能楽師ぬえが能の情報を発信するブログです。開設16周年を迎えさせて頂きました!今後ともよろしくお願い申し上げます~

廬生が得たもの…『邯鄲』(その6)

2012-11-07 00:55:24 | 能楽
子方 舞童の装束付は金風折烏帽子(黒にても)、襟=赤、着付=紅入縫箔、白大口、長絹、縫紋腰帯、黒骨紅扇、となっています。これは男の子の扮装ですが、女児にすることもあって、その場合は垂髪、翼元結、緋大口、紅入唐織とすることになっています…が、女児の場合も長絹を着ることも多いです。

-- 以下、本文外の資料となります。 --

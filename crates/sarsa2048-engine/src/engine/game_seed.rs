use std::fmt::Write as _;

use rand::{
    Rng, SeedableRng as _,
    distr::{Distribution, StandardUniform},
};
use rand_pcg::Pcg32;
use serde::{Deserialize, Deserializer, Serialize, Serializer};

/// Seed for a deterministic random stream.
///
/// A 128-bit (16-byte) seed for the [`Pcg32`] generator that drives tile spawning and
/// policy sampling. Using the same seed reproduces the same game, which enables:
///
/// - Reproducible training runs
/// - Independent, non-interfering streams for parallel playouts
/// - Deterministic testing
///
/// # Example
///
/// ```
/// use rand::{Rng as _, RngCore as _};
/// use sarsa2048_engine::GameSeed;
///
/// let seed: GameSeed = rand::rng().random();
/// let mut a = seed.rng();
/// let mut b = seed.rng();
/// assert_eq!(a.next_u32(), b.next_u32());
/// ```
#[derive(Debug, Clone, Copy, PartialEq, Eq, Hash)]
pub struct GameSeed([u8; 16]);

impl GameSeed {
    #[must_use]
    pub const fn from_bytes(bytes: [u8; 16]) -> Self {
        Self(bytes)
    }

    /// Creates the random generator for this seed.
    #[must_use]
    pub fn rng(self) -> Pcg32 {
        Pcg32::from_seed(self.0)
    }
}

impl From<u64> for GameSeed {
    fn from(value: u64) -> Self {
        Self(u128::from(value).to_be_bytes())
    }
}

impl Serialize for GameSeed {
    fn serialize<S>(&self, serializer: S) -> Result<S::Ok, S::Error>
    where
        S: Serializer,
    {
        let num = u128::from_be_bytes(self.0);
        let mut hex_str = String::with_capacity(2 * self.0.len());
        write!(&mut hex_str, "{num:032x}").unwrap();
        serializer.serialize_str(&hex_str)
    }
}

impl<'de> Deserialize<'de> for GameSeed {
    fn deserialize<D>(deserializer: D) -> Result<Self, D::Error>
    where
        D: Deserializer<'de>,
    {
        let hex_str = String::deserialize(deserializer)?;
        if hex_str.len() != 32 {
            return Err(serde::de::Error::custom(format!(
                "invalid hex: expected 32 characters, got {}",
                hex_str.len()
            )));
        }
        let num = u128::from_str_radix(&hex_str, 16)
            .map_err(|e| serde::de::Error::custom(format!("invalid hex: {hex_str} ({e})")))?;
        Ok(Self(num.to_be_bytes()))
    }
}

/// Allows drawing per-game seeds from a master generator with `rng.random()`.
impl Distribution<GameSeed> for StandardUniform {
    fn sample<R: Rng + ?Sized>(&self, rng: &mut R) -> GameSeed {
        let mut seed = [0; 16];
        rng.fill(&mut seed);
        GameSeed(seed)
    }
}

#[cfg(test)]
mod tests {
    use rand::RngCore as _;

    use super::*;

    #[test]
    fn test_same_seed_same_stream() {
        let seed = GameSeed::from(99);
        let mut a = seed.rng();
        let mut b = seed.rng();
        for _ in 0..16 {
            assert_eq!(a.next_u64(), b.next_u64());
        }
    }

    #[test]
    fn test_from_u64_is_big_endian() {
        let seed = GameSeed::from(0x0102);
        let json = serde_json::to_string(&seed).unwrap();
        assert_eq!(json, "\"00000000000000000000000000000102\"");
    }

    #[test]
    fn test_roundtrip_random_seed() {
        let seed: GameSeed = rand::rng().random();
        let serialized = serde_json::to_string(&seed).unwrap();
        let deserialized: GameSeed = serde_json::from_str(&serialized).unwrap();
        assert_eq!(seed, deserialized);
    }

    #[test]
    fn test_deserialize_uppercase_hex() {
        let json = "\"0123456789ABCDEFFEDCBA9876543210\"";
        let deserialized: GameSeed = serde_json::from_str(json).unwrap();
        assert_eq!(
            deserialized,
            GameSeed::from_bytes([
                0x01, 0x23, 0x45, 0x67, 0x89, 0xAB, 0xCD, 0xEF, 0xFE, 0xDC, 0xBA, 0x98, 0x76, 0x54,
                0x32, 0x10,
            ])
        );
    }

    #[test]
    fn test_deserialize_rejects_wrong_length() {
        assert!(serde_json::from_str::<GameSeed>("\"abcd\"").is_err());
        assert!(serde_json::from_str::<GameSeed>("\"zz000000000000000000000000000000\"").is_err());
    }
}
use std::{collections::BTreeMap, fmt};

/// Occurrence counts of discrete values, ordered by value.
///
/// Used to summarize how often each highest tile was reached across episodes or games.
#[derive(Debug, Clone, PartialEq, Eq)]
pub struct Tally<T> {
    counts: BTreeMap<T, usize>,
    total: usize,
}

impl<T> Default for Tally<T> {
    fn default() -> Self {
        Self {
            counts: BTreeMap::new(),
            total: 0,
        }
    }
}

impl<T> Tally<T>
where
    T: Ord,
{
    #[must_use]
    pub fn new() -> Self {
        Self::default()
    }

    #[must_use]
    pub fn from_values<I>(values: I) -> Self
    where
        I: IntoIterator<Item = T>,
    {
        let mut tally = Self::new();
        for value in values {
            tally.add(value);
        }
        tally
    }

    pub fn add(&mut self, value: T) {
        *self.counts.entry(value).or_default() += 1;
        self.total += 1;
    }

    #[must_use]
    pub fn count(&self, value: &T) -> usize {
        self.counts.get(value).copied().unwrap_or(0)
    }

    #[must_use]
    pub fn total(&self) -> usize {
        self.total
    }

    /// Fraction of observations equal to `value`, or `None` when empty.
    #[expect(clippy::cast_precision_loss)]
    #[must_use]
    pub fn frequency(&self, value: &T) -> Option<f64> {
        (self.total > 0).then(|| self.count(value) as f64 / self.total as f64)
    }

    /// Iterates over `(value, count)` pairs in ascending value order.
    pub fn iter(&self) -> impl Iterator<Item = (&T, usize)> + '_ {
        self.counts.iter().map(|(value, count)| (value, *count))
    }
}

/// Formats as `value x count` pairs, largest value first.
impl<T> fmt::Display for Tally<T>
where
    T: fmt::Display,
{
    fn fmt(&self, f: &mut fmt::Formatter<'_>) -> fmt::Result {
        for (i, (value, count)) in self.counts.iter().rev().enumerate() {
            if i > 0 {
                write!(f, ", ")?;
            }
            write!(f, "{value} x{count}")?;
        }
        Ok(())
    }
}

#[cfg(test)]
mod tests {
    use super::*;

    #[test]
    fn test_counts_and_order() {
        let tally = Tally::from_values([512, 128, 512, 256, 512]);
        assert_eq!(tally.total(), 5);
        assert_eq!(tally.count(&512), 3);
        assert_eq!(tally.count(&2048), 0);
        assert_eq!(
            tally.iter().collect::<Vec<_>>(),
            vec![(&128, 1), (&256, 1), (&512, 3)]
        );
        assert_eq!(tally.frequency(&128), Some(0.2));
    }

    #[test]
    fn test_display_largest_first() {
        let tally = Tally::from_values([256, 1024, 256]);
        assert_eq!(tally.to_string(), "1024 x1, 256 x2");
        assert_eq!(Tally::<u32>::new().to_string(), "");
    }

    #[test]
    fn test_empty_frequency() {
        let tally = Tally::<u32>::new();
        assert_eq!(tally.frequency(&2), None);
    }
}
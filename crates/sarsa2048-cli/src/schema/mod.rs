pub mod weight_model;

なお師家の型付にはなおこの他に鬘、鬘帯、天冠(月ナシ)という記載もありました。もちろん女児の舞童ですが、これは本格的な…皇女のような姿ですね。『楊貴妃』のシテ、『皇帝』のツレの楊貴妃をつい連想してしまい、ちょっと舞台の上のバランスが取れないようにも思いますが。。まあ、一つの考え方として、シテが夢の中の仮の帝王であることを黒頭の姿で暗示するとするならば、その帝王を受け止める宮殿はどこまでも豪華である方が効果的ではあるかもしれません。美の極致の世界と、それに属しながら、その対極に位置しているような不似合いの俗の男。。ちょっと『一角仙人』に通じる趣向です。

これに対してワキツレは洞烏帽子、厚板、白大口、袷狩衣、男扇という姿で、そのうち主になるワキツレ一人が紺の狩衣、残りの二人が赤地の狩衣を着ます。要するに脇能のワキとワキツレと同じ扮装になるわけなのですが、狩衣は日本独自の装束なので、中国が舞台の『邯鄲』では本当はおかしいのですが。

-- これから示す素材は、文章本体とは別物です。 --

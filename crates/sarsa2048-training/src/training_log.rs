//! Per-episode statistics collected during training.

use std::io;

use serde::{Deserialize, Serialize};

use sarsa2048_stats::{moving_average::MovingAverage, tally::Tally};

/// One row of the training log.
#[derive(Debug, Clone, Copy, PartialEq, Eq, Serialize, Deserialize)]
pub struct EpisodeRecord {
    /// 1-based episode number.
    pub episode_id: usize,
    pub moves: usize,
    pub highest_tile: u32,
    /// Total weight updates so far, this episode included.
    pub update_count: u64,
}

/// Ordered log of finished episodes. Append-only; never read back by the learner.
#[derive(Debug, Clone, Default, PartialEq, Eq, Serialize, Deserialize)]
pub struct TrainingLog {
    records: Vec<EpisodeRecord>,
}

impl TrainingLog {
    #[must_use]
    pub fn new() -> Self {
        Self::default()
    }

    pub fn push(&mut self, record: EpisodeRecord) {
        self.records.push(record);
    }

    #[must_use]
    pub fn records(&self) -> &[EpisodeRecord] {
        &self.records
    }

    #[must_use]
    pub fn len(&self) -> usize {
        self.records.len()
    }

    #[must_use]
    pub fn is_empty(&self) -> bool {
        self.records.is_empty()
    }

    #[must_use]
    pub fn last(&self) -> Option<&EpisodeRecord> {
        self.records.last()
    }

    /// Average move count of the last `window` episodes.
    #[expect(clippy::cast_precision_loss)]
    #[must_use]
    pub fn recent_average_moves(&self, window: usize) -> Option<f64> {
        let mut average = MovingAverage::new(window.max(1));
        for record in &self.records {
            average.push(record.moves as f64);
        }
        average.mean()
    }

    /// How often each highest tile was reached, over all episodes.
    #[must_use]
    pub fn highest_tile_tally(&self) -> Tally<u32> {
        Tally::from_values(self.records.iter().map(|r| r.highest_tile))
    }

    /// Writes the log as CSV with header `episode_id,moves,highest_tile,update_count`.
    pub fn write_csv<W>(&self, writer: W) -> Result<(), csv::Error>
    where
        W: io::Write,
    {
        let mut writer = csv::Writer::from_writer(writer);
        for record in &self.records {
            writer.serialize(record)?;
        }
        writer.flush()?;
        Ok(())
    }
}
use chrono::{DateTime, Utc};
use serde::{Deserialize, Serialize};

use sarsa2048_evaluator::{
    board_feature,
    environment::{ActionSpace, Game2048Env, RewardScheme},
    feature_extractor::FeatureExtractor,
};
use sarsa2048_training::sarsa::SarsaParams;

/// Trained weights together with everything needed to rebuild their environment.
#[derive(Debug, Clone, Deserialize, Serialize)]
pub struct WeightModel {
    pub trained_at: DateTime<Utc>,
    pub episodes: usize,
    pub update_count: u64,
    pub converged: bool,
    pub params: SarsaParams,
    pub rewards: RewardScheme,
    pub action_space: ActionSpace,
    pub features: Vec<TrainedFeature>,
}

#[derive(Debug, Clone, Deserialize, Serialize)]
pub struct TrainedFeature {
    pub id: String,
    pub name: String,
    pub weight: f64,
}

impl WeightModel {
    pub(crate) fn weights(&self) -> Vec<f64> {
        self.features.iter().map(|f| f.weight).collect()
    }

    pub(crate) fn to_env(&self) -> anyhow::Result<Game2048Env> {
        let features = board_feature::features_by_id(self.features.iter().map(|f| &f.id))?;
        Ok(Game2048Env::new(FeatureExtractor::new(features))
            .with_rewards(self.rewards)
            .with_action_space(self.action_space))
    }
}

#[cfg(test)]
mod tests {
    use sarsa2048_evaluator::environment::Environment as _;

    use super::*;

    fn model(ids: &[&str]) -> WeightModel {
        WeightModel {
            trained_at: Utc::now(),
            episodes: 3,
            update_count: 42,
            converged: true,
            params: SarsaParams::default(),
            rewards: RewardScheme::default(),
            action_space: ActionSpace::All,
            features: ids
                .iter()
                .enumerate()
                .map(|(i, id)| TrainedFeature {
                    id: (*id).to_owned(),
                    name: (*id).to_owned(),
                    weight: i as f64,
                })
                .collect(),
        }
    }

    #[test]
    fn test_rebuilds_environment() {
        let json = serde_json::to_string(&model(&["std", "mean"])).unwrap();
        let model: WeightModel = serde_json::from_str(&json).unwrap();
        let env = model.to_env().unwrap();
        assert_eq!(env.extractor().ids(), ["std", "mean"]);
        assert_eq!(env.feature_len(), 2);
        assert_eq!(env.action_space(), ActionSpace::All);
        assert_eq!(model.weights(), [0.0, 1.0]);
    }

    #[test]
    fn test_unknown_feature_id() {
        assert!(model(&["mean", "nope"]).to_env().is_err());
    }
}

子方、ワキツレ一同が着座すると太鼓が「真之来序」の終わりの手を打ち、シテはこれを聞いて見所の方へ向き直ります。

シテはここは玉座に座って臣下の礼を受けている場面だと思いますが、これ以降、シテにもワキツレにもほとんど動きはありませんが、意外にシテ方の流儀や家によって違いがあるところです。すなわちシテが見所に向き直るその向きに違いがあって、真正面に…見所に正対する場合と、角かけて…斜め右に向いて着座するかの違いです。一見些細な違いのようにも思われると思われがちですが、シテが描く世界の大きさが、向く方角によって大きく変わるところだと思います。ぬえの師家の型ですと、ここは真正面に向くことになっていますが、工夫によって角かけて向く事も多いようです。

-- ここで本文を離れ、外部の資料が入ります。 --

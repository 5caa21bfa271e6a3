//! Episodic semi-gradient Sarsa with a linear action-value estimate.
//!
//! # Algorithm
//!
//! For every episode:
//!
//! 1. `S = initial_state`, `A = policy(S)`
//! 2. Repeat:
//!    - `lr = alpha / (1 + updates)` when `alpha_decay`, else `alpha`
//!    - `S' = transition(S, A)`, `R = reward(S, A, S')`, `grad = φ(S, A)`
//!    - terminal `S'`: `w += lr · (R - Q(S, A)) · grad`, end the episode
//!    - otherwise `A' = policy(S')`, `w += lr · (R + γ · Q(S', A') - Q(S, A)) · grad`,
//!      then `S, A = S', A'`
//! 3. Record the episode; stop once the episode moved the weights by less than `tolerance`
//!    (Euclidean norm), or when `max_episodes` is reached.
//!
//! Episodes hitting `max_steps_per_episode` are cut short and recorded like any other.
//!
//! Divergence is not corrected: non-finite weights are reported through `warn!` events and
//! [`TrainingReport::weights_finite`].

use std::time::{Duration, Instant};

use rand::Rng;
use serde::{Deserialize, Serialize};
use tracing::{debug, info, warn};

use sarsa2048_evaluator::{
    action_value::{ActionValue, ConfigurationError},
    environment::Environment,
    policy::Policy,
};

use crate::{
    TrainingError,
    training_log::{EpisodeRecord, TrainingLog},
    weights,
};

/// How the weight vector starts out.
#[derive(Debug, Clone, Copy, Default, PartialEq, Serialize, Deserialize)]
#[serde(tag = "kind", rename_all = "snake_case")]
pub enum WeightInit {
    #[default]
    Zeros,
    /// Independent `N(0, sigma)` samples.
    Gaussian { sigma: f64 },
}

#[derive(Debug, Clone, Copy, PartialEq, Serialize, Deserialize)]
pub struct SarsaParams {
    /// Base step size.
    pub alpha: f64,
    /// Discount factor γ.
    pub discount: f64,
    /// Convergence threshold on the per-episode weight change.
    pub tolerance: f64,
    /// Divide `alpha` by `1 + updates` before every update.
    pub alpha_decay: bool,
    pub max_episodes: Option<usize>,
    pub max_steps_per_episode: Option<usize>,
    /// Log a progress report every this many episodes.
    pub progress_period: usize,
    pub policy: Policy,
    pub weight_init: WeightInit,
}

impl Default for SarsaParams {
    fn default() -> Self {
        Self {
            alpha: 1e-5,
            discount: 1.0,
            tolerance: 1e-3,
            alpha_decay: true,
            max_episodes: None,
            max_steps_per_episode: None,
            progress_period: 10,
            policy: Policy::Softmax,
            weight_init: WeightInit::Zeros,
        }
    }
}

#[derive(Debug, Clone, PartialEq)]
pub struct TrainingReport {
    pub episodes: usize,
    pub update_count: u64,
    /// `true` when training stopped because the weights settled.
    pub converged: bool,
    pub weights_finite: bool,
    /// Weight change of the last episode.
    pub last_weight_change: f64,
    pub elapsed: Duration,
}

/// Learner owning the weight vector.
///
/// The weights are lent read-only to the estimator and the policy, and mutated only by the
/// update step.
#[derive(Debug)]
pub struct SarsaAgent<E>
where
    E: Environment,
{
    env: E,
    params: SarsaParams,
    weights: Vec<f64>,
    log: TrainingLog,
    update_count: u64,
    last_state: Option<E::State>,
}

impl<E> SarsaAgent<E>
where
    E: Environment,
{
    /// Creates an agent with weights initialized per [`SarsaParams::weight_init`].
    pub fn new<R>(env: E, params: SarsaParams, rng: &mut R) -> Result<Self, TrainingError>
    where
        R: Rng + ?Sized,
    {
        let len = env.feature_len();
        let weights = match params.weight_init {
            WeightInit::Zeros => weights::zeros(len),
            WeightInit::Gaussian { sigma } => weights::gaussian(rng, sigma, len)?,
        };
        Self::with_weights(env, params, weights)
    }

    /// Creates an agent continuing from existing weights.
    pub fn with_weights(
        env: E,
        params: SarsaParams,
        weights: Vec<f64>,
    ) -> Result<Self, TrainingError> {
        ConfigurationError::check(env.feature_len(), weights.len())?;
        Ok(Self {
            env,
            params,
            weights,
            log: TrainingLog::new(),
            update_count: 0,
            last_state: None,
        })
    }

    /// Continues the step-size schedule of an earlier run that performed `update_count`
    /// updates.
    #[must_use]
    pub fn with_update_count(mut self, update_count: u64) -> Self {
        self.update_count = update_count;
        self
    }

    #[must_use]
    pub fn env(&self) -> &E {
        &self.env
    }

    #[must_use]
    pub fn params(&self) -> &SarsaParams {
        &self.params
    }

    #[must_use]
    pub fn weights(&self) -> &[f64] {
        &self.weights
    }

    #[must_use]
    pub fn into_weights(self) -> Vec<f64> {
        self.weights
    }

    #[must_use]
    pub fn log(&self) -> &TrainingLog {
        &self.log
    }

    #[must_use]
    pub fn update_count(&self) -> u64 {
        self.update_count
    }

    #[expect(clippy::cast_precision_loss)]
    fn learning_rate(&self) -> f64 {
        if self.params.alpha_decay {
            self.params.alpha / (self.update_count + 1) as f64
        } else {
            self.params.alpha
        }
    }

    /// Plays and learns from a single episode.
    pub fn run_episode<R>(&mut self, rng: &mut R) -> Result<EpisodeRecord, TrainingError>
    where
        R: Rng + ?Sized,
    {
        let episode_id = self.log.len() + 1;
        let policy = self.params.policy.for_episode(episode_id);
        let q = ActionValue::new(&self.env);

        let mut state = self.env.initial_state(rng)?;
        let mut action = policy.select(q, state, &self.weights, rng)?;
        let mut moves = 0;
        let final_state = loop {
            let lr = self.learning_rate();
            let next = self.env.transition(state, action, rng)?;
            moves += 1;
            let reward = self.env.reward(state, action, next)?;
            let grad = self.env.feature_vector(state, action)?;
            ConfigurationError::check(grad.len(), self.weights.len())?;
            let current = q.q(state, action, &self.weights)?;

            if self.env.is_terminal(next)? {
                weights::add_scaled(&mut self.weights, lr * (reward - current), &grad);
                self.update_count += 1;
                break next;
            }

            let next_action = policy.select(q, next, &self.weights, rng)?;
            let target = reward + self.params.discount * q.q(next, next_action, &self.weights)?;
            weights::add_scaled(&mut self.weights, lr * (target - current), &grad);
            self.update_count += 1;
            state = next;
            action = next_action;

            if self.params.max_steps_per_episode.is_some_and(|max| moves >= max) {
                debug!(episode_id, moves, "episode truncated");
                break state;
            }
        };

        let record = EpisodeRecord {
            episode_id,
            moves,
            highest_tile: self.env.highest_tile(final_state)?,
            update_count: self.update_count,
        };
        debug!(
            episode_id,
            moves,
            highest_tile = record.highest_tile,
            update_count = record.update_count,
            "episode finished"
        );
        self.log.push(record);
        self.last_state = Some(final_state);
        Ok(record)
    }

    /// Runs episodes until the weights settle or the episode cap is reached.
    pub fn train<R>(&mut self, rng: &mut R) -> Result<TrainingReport, TrainingError>
    where
        R: Rng + ?Sized,
    {
        let start = Instant::now();
        let first_episode = self.log.len();
        let mut weights_finite = weights::is_finite(&self.weights);
        let (converged, last_weight_change) = loop {
            let before = self.weights.clone();
            let record = self.run_episode(rng)?;
            let change = weights::l2_distance(&before, &self.weights);

            if weights_finite && !weights::is_finite(&self.weights) {
                warn!(
                    episode_id = record.episode_id,
                    "weights are no longer finite: {:?}", self.weights
                );
                weights_finite = false;
            }
            if self.params.progress_period > 0
                && record.episode_id % self.params.progress_period == 0
            {
                self.report_progress();
            }
            if change < self.params.tolerance {
                break (true, change);
            }
            if self
                .params
                .max_episodes
                .is_some_and(|max| self.log.len() - first_episode >= max)
            {
                break (false, change);
            }
        };

        let report = TrainingReport {
            episodes: self.log.len() - first_episode,
            update_count: self.update_count,
            converged,
            weights_finite: weights::is_finite(&self.weights),
            last_weight_change,
            elapsed: start.elapsed(),
        };
        info!(
            episodes = report.episodes,
            update_count = report.update_count,
            converged = report.converged,
            "training finished in {:.2?}",
            report.elapsed
        );
        self.report_progress();
        Ok(report)
    }

    fn report_progress(&self) {
        let Some(last) = self.log.last() else {
            return;
        };
        info!("episode {}: weights {:?}", last.episode_id, self.weights);
        if let Some(state) = self.last_state {
            info!("final board:\n{}", self.env.render_state(state));
        }
        let tail = self.log.records().iter().rev().take(5).rev();
        for record in tail {
            info!(
                "  episode {:>6}  moves {:>5}  highest {:>5}  updates {:>9}",
                record.episode_id, record.moves, record.highest_tile, record.update_count
            );
        }
        let window = self.params.progress_period.max(1);
        if let Some(average) = self.log.recent_average_moves(window) {
            info!("average moves (last {window}): {average:.1}");
        }
        info!("highest tile: {}", self.log.highest_tile_tally());
    }
}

地謡「有難の気色やな。有難の気色やな。もとより高き雲の上。月も光は明らけき。雲龍閣や阿房殿。光も満ちみちてげにも妙なる有様の。庭には金銀の砂を敷き。四方の門辺の玉の戸を。出で入る人までも。光を飾るよそほひは。誠や名に聞きし寂光の都喜見城の。楽しみもかくやと思ふばかりの気色かな。
地謡「千顆万顆の御宝の数をつらねて捧物。千戸万戸の旗のあし。天に色めき地にひゞく。礼の声も。夥し礼の声も夥し。
シテ「東に三十余丈に。(と左の方を見)
地謡「白金の山を築かせては。黄金の日輪を出されたり。
シテ「西に三十余丈に。(と右の方を見)
地謡「黄金の山を築かせては。白金の月輪を出されたり。たとへばこれは。長生殿の内には。春秋をとゞめたり不老門の前には。日月遅しと言ふ心をまなばれたり。(と両手を上げる)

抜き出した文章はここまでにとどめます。